What to do: Give the number of lines below that contain the string "fine", and no other text.

Saved entries:
use serde::{Deserialize, Serialize};
use std::fmt;
use std::str::FromStr;
use uuid::Uuid;

/// Bounding box for a detected face, in original-image pixel coordinates.
#[derive(Debug, Clone, Serialize, Deserialize)]
pub struct BoundingBox {
    pub x: f32,
    pub y: f32,
    pub width: f32,
    pub height: f32,
    /// Detector score for this face, in [0, 1].
    pub score: f32,
}

impl BoundingBox {
    /// Intersection-over-union with another box. Returns 0 for disjoint boxes.
    pub fn iou(&self, other: &BoundingBox) -> f32 {
        let x1 = self.x.max(other.x);
        let y1 = self.y.max(other.y);
        let x2 = (self.x + self.width).min(other.x + other.width);
        let y2 = (self.y + self.height).min(other.y + other.height);

        let inter = (x2 - x1).max(0.0) * (y2 - y1).max(0.0);
        let union = self.width * self.height + other.width * other.height - inter;
        if union > 0.0 {
            inter / union
        } else {
            0.0
        }
    }
}

/// Fixed-length face embedding produced by the extraction model.
#[derive(Debug, Clone, Serialize, Deserialize)]
pub struct Embedding {
    pub values: Vec<f32>,
    /// Model version that produced this embedding (e.g., "mobilefacenet").
    pub model_version: Option<String>,
}

impl Embedding {
    pub fn new(values: Vec<f32>) -> Self {
        Self {
            values,
            model_version: None,
        }
    }

    /// Euclidean distance to another embedding — the matching metric.
    pub fn distance(&self, other: &Embedding) -> f32 {
        self.values
            .iter()
            .zip(other.values.iter())
            .map(|(a, b)| (a - b).powi(2))
            .sum::<f32>()
            .sqrt()
    }

    /// Cosine similarity in [-1, 1]. Diagnostics only; matching uses
    /// [`distance`](Self::distance).
    pub fn similarity(&self, other: &Embedding) -> f32 {
        let mut dot = 0.0f32;
        let mut norm_a = 0.0f32;
        let mut norm_b = 0.0f32;

        for (a, b) in self.values.iter().zip(other.values.iter()) {
            dot += a * b;
            norm_a += a * a;
            norm_b += b * b;
        }

        let denom = norm_a.sqrt() * norm_b.sqrt();
        if denom > 0.0 {
            dot / denom
        } else {
            0.0
        }
    }

    /// L2-normalize in place. No-op on the zero vector.
    pub fn normalize(&mut self) {
        let norm: f32 = self.values.iter().map(|x| x * x).sum::<f32>().sqrt();
        if norm > 0.0 {
            for v in &mut self.values {
                *v /= norm;
            }
        }
    }
}

/// One face found in a frame: where it is and what it looks like.
#[derive(Debug, Clone)]
pub struct DetectedFace {
    pub bbox: BoundingBox,
    pub embedding: Embedding,
}

/// A reference embedding in an institution's gallery.
///
/// A gallery holds entries for exactly one institution; a student with
/// multiple enrollment photos contributes one entry per photo.
#[derive(Debug, Clone)]
pub struct GalleryEntry {
    pub student_id: Uuid,
    pub embedding: Embedding,
}

/// Final per-session attendance status.
#[derive(Debug, Clone, Copy, PartialEq, Eq, Serialize, Deserialize)]
#[serde(rename_all = "snake_case")]
pub enum AttendanceStatus {
    Present,
    Late,
    Absent,
}

impl AttendanceStatus {
    pub fn as_str(&self) -> &'static str {
        match self {
            AttendanceStatus::Present => "present",
            AttendanceStatus::Late => "late",
            AttendanceStatus::Absent => "absent",
        }
    }
}

impl fmt::Display for AttendanceStatus {
    fn fmt(&self, f: &mut fmt::Formatter<'_>) -> fmt::Result {
        f.write_str(self.as_str())
    }
}

impl FromStr for AttendanceStatus {
    type Err = String;

    fn from_str(s: &str) -> Result<Self, Self::Err> {
        match s {
            "present" => Ok(AttendanceStatus::Present),
            "late" => Ok(AttendanceStatus::Late),
            "absent" => Ok(AttendanceStatus::Absent),
            other => Err(format!("unknown attendance status: {other}")),
        }
    }
}
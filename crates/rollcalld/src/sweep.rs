//! Background sweep for session timeouts.
//!
//! Sessions abandoned in Active (a teacher closes the laptop mid-class)
//! must not accumulate forever; a periodic scan ends them with the exact
//! same semantics as an explicit `end`.

use crate::sessions::SessionManager;
use chrono::{Duration as ChronoDuration, Utc};
use std::sync::Arc;
use std::time::Duration;
use tokio::task::JoinHandle;
use tokio::time::MissedTickBehavior;

pub fn spawn_sweep(
    manager: Arc<SessionManager>,
    max_session_secs: u64,
    sweep_interval_secs: u64,
) -> JoinHandle<()> {
    tokio::spawn(async move {
        let mut ticker = tokio::time::interval(Duration::from_secs(sweep_interval_secs.max(1)));
        ticker.set_missed_tick_behavior(MissedTickBehavior::Delay);
        loop {
            ticker.tick().await;
            let cutoff = Utc::now() - ChronoDuration::seconds(max_session_secs as i64);
            for id in manager.sessions_active_since(cutoff).await {
                tracing::info!(session = %id, "auto-ending session past maximum duration");
                match manager.end_session(id).await {
                    Ok(summary) => tracing::info!(
                        session = %id,
                        present = summary.present,
                        absent = summary.absent,
                        "session auto-ended"
                    ),
                    // A concurrent explicit end can win the race; that is fine.
                    Err(err) => tracing::warn!(session = %id, error = %err, "auto-end failed"),
                }
            }
        }
    })
}
//! HTTP surface for the session API.
//!
//! Thin layer over [`SessionManager`]: capture clients create, start,
//! feed, and end sessions here. Enrollment and reporting dashboards are
//! separate services; only the session report read path is exposed.

use crate::sessions::{EndSummary, FrameSummary, SessionError, SessionManager};
use axum::body::Bytes;
use axum::extract::{Path, State};
use axum::http::StatusCode;
use axum::response::{IntoResponse, Response};
use axum::routing::{get, post};
use axum::{Json, Router};
use serde::{Deserialize, Serialize};
use serde_json::json;
use std::sync::Arc;
use thiserror::Error;
use tower_http::trace::TraceLayer;
use uuid::Uuid;

#[derive(Clone)]
pub struct AppState {
    pub manager: Arc<SessionManager>,
    pub max_frame_bytes: usize,
}

#[derive(Error, Debug)]
pub enum ApiError {
    #[error("{0}")]
    NotFound(String),
    #[error("{0}")]
    Conflict(String),
    #[error("{0}")]
    Unprocessable(String),
    #[error("extraction queue full, retry later")]
    Saturated,
    #[error("{0}")]
    Internal(String),
}

impl IntoResponse for ApiError {
    fn into_response(self) -> Response {
        let status = match &self {
            ApiError::NotFound(_) => StatusCode::NOT_FOUND,
            ApiError::Conflict(_) => StatusCode::CONFLICT,
            ApiError::Unprocessable(_) => StatusCode::UNPROCESSABLE_ENTITY,
            ApiError::Saturated => StatusCode::TOO_MANY_REQUESTS,
            ApiError::Internal(_) => StatusCode::INTERNAL_SERVER_ERROR,
        };
        if status.is_server_error() {
            tracing::error!(error = %self, "request failed");
        }
        (status, Json(json!({ "error": self.to_string() }))).into_response()
    }
}

impl From<SessionError> for ApiError {
    fn from(err: SessionError) -> Self {
        match err {
            SessionError::Unknown(_) | SessionError::UnknownInstitution(_) => {
                ApiError::NotFound(err.to_string())
            }
            SessionError::InvalidState(_) | SessionError::NotActive => {
                ApiError::Conflict(err.to_string())
            }
            SessionError::MalformedFrame(_) => ApiError::Unprocessable(err.to_string()),
            SessionError::Saturated => ApiError::Saturated,
            SessionError::PoolUnavailable | SessionError::Store(_) => {
                ApiError::Internal(err.to_string())
            }
        }
    }
}

pub fn router(state: AppState) -> Router {
    Router::new()
        .route("/healthz", get(healthz))
        .route("/api/v1/sessions", post(create_session))
        .route("/api/v1/sessions/:id/start", post(start_session))
        .route("/api/v1/sessions/:id/frames", post(submit_frame))
        .route("/api/v1/sessions/:id/end", post(end_session))
        .route("/api/v1/sessions/:id/report", get(report))
        .layer(TraceLayer::new_for_http())
        .with_state(state)
}

async fn healthz() -> impl IntoResponse {
    Json(json!({ "status": "ok", "service": "rollcalld" }))
}

#[derive(Debug, Deserialize)]
struct CreateSessionRequest {
    institution_id: Uuid,
    course: String,
}

#[derive(Debug, Serialize)]
struct CreateSessionResponse {
    session_id: Uuid,
}

async fn create_session(
    State(state): State<AppState>,
    Json(request): Json<CreateSessionRequest>,
) -> Result<Json<CreateSessionResponse>, ApiError> {
    let session_id = state
        .manager
        .create_session(request.institution_id, &request.course)
        .await?;
    Ok(Json(CreateSessionResponse { session_id }))
}

async fn start_session(
    State(state): State<AppState>,
    Path(id): Path<Uuid>,
) -> Result<Json<serde_json::Value>, ApiError> {
    let started_at = state.manager.start_session(id).await?;
    Ok(Json(json!({ "session_id": id, "started_at": started_at })))
}

async fn submit_frame(
    State(state): State<AppState>,
    Path(id): Path<Uuid>,
    body: Bytes,
) -> Result<Json<FrameSummary>, ApiError> {
    if body.is_empty() {
        return Err(ApiError::Unprocessable("empty frame payload".into()));
    }
    if body.len() > state.max_frame_bytes {
        return Err(ApiError::Unprocessable(format!(
            "frame payload of {} bytes exceeds limit of {}",
            body.len(),
            state.max_frame_bytes
        )));
    }
    let summary = state.manager.submit_frame(id, body.to_vec()).await?;
    Ok(Json(summary))
}

async fn end_session(
    State(state): State<AppState>,
    Path(id): Path<Uuid>,
) -> Result<Json<EndSummary>, ApiError> {
    Ok(Json(state.manager.end_session(id).await?))
}

async fn report(
    State(state): State<AppState>,
    Path(id): Path<Uuid>,
) -> Result<Json<serde_json::Value>, ApiError> {
    let records = state.manager.report(id).await?;
    Ok(Json(json!({ "session_id": id, "records": records })))
}
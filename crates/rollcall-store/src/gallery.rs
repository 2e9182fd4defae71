//! Per-institution gallery cache.
//!
//! Frame matching happens on every submitted frame; hitting SQLite for
//! the full embedding set each time would dominate the hot path. The
//! cache keeps one immutable snapshot per institution and rebuilds it
//! lazily after enrollment changes invalidate it. Reads between an
//! enrollment change and its invalidation may be stale; per-request
//! freshness after invalidation is the only guarantee.

use crate::{Store, StoreError};
use rollcall_core::GalleryEntry;
use std::collections::HashMap;
use std::sync::Arc;
use tokio::sync::RwLock;
use uuid::Uuid;

pub struct GalleryCache {
    store: Store,
    inner: RwLock<HashMap<Uuid, Arc<Vec<GalleryEntry>>>>,
}

impl GalleryCache {
    pub fn new(store: Store) -> Self {
        Self {
            store,
            inner: RwLock::new(HashMap::new()),
        }
    }

    /// Gallery snapshot for one institution, rebuilt from the store on a
    /// cache miss. Never mixes institutions.
    pub async fn load(&self, institution_id: Uuid) -> Result<Arc<Vec<GalleryEntry>>, StoreError> {
        if let Some(gallery) = self.inner.read().await.get(&institution_id) {
            return Ok(gallery.clone());
        }

        let entries = self.store.gallery_entries(institution_id).await?;
        tracing::debug!(
            institution = %institution_id,
            entries = entries.len(),
            "gallery rebuilt"
        );
        let gallery = Arc::new(entries);

        let mut inner = self.inner.write().await;
        // A concurrent load may have rebuilt first; either snapshot is fine.
        Ok(inner.entry(institution_id).or_insert(gallery).clone())
    }

    /// Drop the cached snapshot after an enrollment change.
    pub async fn invalidate(&self, institution_id: Uuid) {
        self.inner.write().await.remove(&institution_id);
        tracing::debug!(institution = %institution_id, "gallery invalidated");
    }
}

#[cfg(test)]
mod tests {
    use super::*;
    use rollcall_core::Embedding;

    #[tokio::test]
    async fn test_load_caches_and_invalidate_refreshes() {
        let store = Store::open_in_memory().await.unwrap();
        let institution = store.create_institution("Test High").await.unwrap();
        let student = store.create_student(institution, "Ada Lovelace").await.unwrap();
        store
            .add_reference_embedding(student, &Embedding::new(vec![1.0, 0.0]))
            .await
            .unwrap();

        let cache = GalleryCache::new(store.clone());
        let first = cache.load(institution).await.unwrap();
        assert_eq!(first.len(), 1);

        // New enrollment is invisible until invalidated.
        let other = store.create_student(institution, "Grace Hopper").await.unwrap();
        store
            .add_reference_embedding(other, &Embedding::new(vec![0.0, 1.0]))
            .await
            .unwrap();
        assert_eq!(cache.load(institution).await.unwrap().len(), 1);

        cache.invalidate(institution).await;
        assert_eq!(cache.load(institution).await.unwrap().len(), 2);
    }

    #[tokio::test]
    async fn test_unknown_institution_loads_empty() {
        let store = Store::open_in_memory().await.unwrap();
        let cache = GalleryCache::new(store);
        let gallery = cache.load(Uuid::new_v4()).await.unwrap();
        assert!(gallery.is_empty());
    }
}
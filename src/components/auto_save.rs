//! Auto-Save Manager
//!
//! Persists form field values on change and restores them into empty
//! fields when the form is wired up.

use std::rc::Rc;

use crate::config::FIELD_SELECTOR;
use crate::models::field_key;
use crate::store::KeyValueStore;
use crate::view::View;

pub struct AutoSave<V: View> {
    view: Rc<V>,
    store: Rc<dyn KeyValueStore>,
}

impl<V: View> AutoSave<V> {
    pub fn new(view: Rc<V>, store: Rc<dyn KeyValueStore>) -> Self {
        Self { view, store }
    }

    /// Restore saved values into the form's empty fields and save every
    /// later change. Returns the number of fields wired; 0 if the form is absent.
    pub fn attach(&self, form_id: &str) -> usize {
        let Some(form) = self.view.element_by_id(form_id) else {
            return 0;
        };
        let fields = self.view.query_all(&form, FIELD_SELECTOR);

        for field in &fields {
            let key = field_key(form_id, &self.field_name(field));
            if let Some(saved) = self.store.get(&key).filter(|v| !v.is_empty()) {
                if self.view.value(field).is_empty() {
                    self.view.set_value(field, &saved);
                }
            }
        }

        for field in &fields {
            let (view, store) = (self.view.clone(), self.store.clone());
            let (form_id, target) = (form_id.to_string(), field.clone());
            self.view.listen(
                field,
                "change",
                Box::new(move || {
                    let name = view.attribute(&target, "name").unwrap_or_default();
                    store.set(&field_key(&form_id, &name), &view.value(&target))
                }),
            );
        }

        log::debug!("auto-save attached to #{} ({} fields)", form_id, fields.len());
        fields.len()
    }

    fn field_name(&self, field: &V::Node) -> String {
        self.view.attribute(field, "name").unwrap_or_default()
    }
}
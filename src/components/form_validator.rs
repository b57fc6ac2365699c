//! Form Validator
//!
//! Flags required fields that are blank after trimming.

use std::rc::Rc;

use crate::config::{INVALID_CLASS, REQUIRED_SELECTOR};
use crate::view::View;

pub struct FormValidator<V: View> {
    view: Rc<V>,
}

impl<V: View> FormValidator<V> {
    pub fn new(view: Rc<V>) -> Self {
        Self { view }
    }

    /// Mark every blank required field invalid and clear the rest.
    /// A missing form counts as valid. Submission is left to the caller.
    pub fn validate(&self, form_id: &str) -> bool {
        let Some(form) = self.view.element_by_id(form_id) else {
            return true;
        };

        let mut valid = true;
        for field in self.view.query_all(&form, REQUIRED_SELECTOR) {
            if self.view.value(&field).trim().is_empty() {
                self.view.add_class(&field, INVALID_CLASS);
                valid = false;
            } else {
                self.view.remove_class(&field, INVALID_CLASS);
            }
        }
        valid
    }
}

Exercise solution: 2